"Dignitas" klingt gut - ein bißchen wie "Donum Vitae" ... - aber Namen sind Schall und Rauch. Die FAZ berichtet über einen Fall, bei dem die Leute von Dignitas (nachträglich geändert; hier stand erst "Todesengel") einer 69jährigen Deutschen ihr Gift beschafften, die sie mit einer falschen oder gefälschten Diagnose darum bat. "Verkettung tragischer Umstände" nennt es die FAZ - man kann auch sagen: die Verkettung tragischer Umstände wurde nicht erkannt und verhindert. Wie denn auch, wenn gilt: in dubio pro morte.
Dignitas zitiert auf seiner Homepage "die Meinung" des hl. Thomas Morus. Thomas beschreibt in der Utopia die Beratungspraxis auf der gleichnamigen Insel:
"Stellen sich aber ausserordentliche Schmerzen ein, denen kein Heilmittel gewachsen ist, dann begeben sich Priester und Amtspersonen zu dem Kranken und erteilen ihm jenen Rat, den sie den Umständen entsprechend für den einzig richtigen ansehen: Sie versuchen, ihm klar zu machen, dass ihm alles genommen sei, was das Leben angenehm mache, ja was das Leben überhaupt ermögliche, dass er gewissermaßen nur seinen bereits eingetretenen Tod noch überlebe und dadurch sich selbst und seiner Mitwelt zur Last geworden sei. Sie legen ihm nahe, das quälende Ende nicht länger währen zu lassen und mutig zu sterben, da das Weiterleben für ihn nur eine einzige Abfolge von Qualen darstelle. Sie reden ihm zu, er möge die Ketten sprengen, die ihn umschließen, er solle freiwillig aus dem Kerker des Lebens entweichen oder wenigstens die Einwilligung geben, dass andere ihn daraus erlösen. Wenn er sterbe, so verschmähe er damit nicht in unverantwortlicher Weise die Wohltaten des Lebens, sondern er beende damit nur eine grausame Marter. Wenn einer daraufhin den Worten der Priester, die als Werkzeuge Gottes angesehen werden, sich gefügig zeigt, so verrichtet er damit ein frommes, ein heiliges Werk."Nun ist ja offensichtlich nicht ganz klar, wie Thomas zu seiner "Utopie" stand: War sie ihm "idealisiertes Gegenbild" oder "boshafte Satire"(wikipedia)? Klar ist jedenfalls, daß es sich bei der Praxis der Utopier nicht um eine "ergebnisoffene Beratung" handelt, wie sie uns in einem anderen Zusammenhang als Ideal vorgestellt wird, sondern um höfliche Aufforderung, im eigenen Interesse in den Tod zu gehen vulgo mit fremder Hilfe die Fliege zu machen.
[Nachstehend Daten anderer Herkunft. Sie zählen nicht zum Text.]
//! Integration tests for configuration loading from disk

use fundrag_engine::config::Config;
use std::io::Write;

#[test]
fn test_config_toml_parsing() {
    let toml_content = r#"
[core]
log_level = "debug"

[llm]
default_provider = "openai"

[llm.openai]
base_url = "https://gateway.example.com/v1"
model = "gpt-4o-mini"
api_key_env = "GATEWAY_KEY"

[search]
endpoint = "https://funds.search.windows.net"
fund_index = "nport-funds-index"
macro_index = "imf_raptor"
semantic_top_k = 8

[database]
url = "sqlite://nport_funds.db?mode=ro"
max_rows = 25

[timeouts]
structured = 4000
semantic = 9000

[classifier]
model_assisted = true

[streaming]
chunk_delay_ms = 0
chunk_words = 4

[pii]
enabled = false

[server]
bind = "0.0.0.0:8080"
"#;

    let mut file = tempfile::NamedTempFile::new().unwrap();
    file.write_all(toml_content.as_bytes()).unwrap();

    let config = Config::load_from_path(file.path()).unwrap();
    assert_eq!(config.core.log_level, "debug");
    assert_eq!(config.llm.openai.api_key_env, "GATEWAY_KEY");
    assert_eq!(config.search.semantic_top_k, 8);
    assert_eq!(config.search.macro_top_k, 3);
    assert_eq!(config.database.max_rows, 25);
    assert_eq!(config.timeouts.structured().as_millis(), 4000);
    assert_eq!(config.timeouts.synthesis().as_millis(), 60_000);
    assert!(config.classifier.model_assisted);
    assert_eq!(config.streaming.chunk_words, 4);
    assert!(!config.pii.enabled);
    assert_eq!(config.server.bind, "0.0.0.0:8080");
}

#[test]
fn test_invalid_file_is_rejected() {
    let mut file = tempfile::NamedTempFile::new().unwrap();
    file.write_all(b"[pii]\nconfidence_threshold = 1.5\n").unwrap();

    let err = Config::load_from_path(file.path()).unwrap_err();
    assert!(err.to_string().contains("confidence_threshold"));
}

#[test]
fn test_missing_file_is_an_error() {
    let dir = tempfile::tempdir().unwrap();
    assert!(Config::load_from_path(&dir.path().join("absent.toml")).is_err());
}

#[test]
fn test_secrets_never_serialized() {
    let rendered = toml::to_string_pretty(&Config::default()).unwrap();
    assert!(rendered.contains("api_key_env"));
    assert!(!rendered.contains("api_key ="));
}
So wie wir die Menschheit kennen, bliebe der letzte Satz des Thomas ("Wer aber auf das Leben nicht verzichtet, wird trotzdem in der freundlichsten Weise umsorgt und bleibt auch nach seinem Tode in ehrenvollem Andenken.") erst recht reinste Utopie, nachdem der Rest endlich in Wirklichkeit verwandelt worden wäre.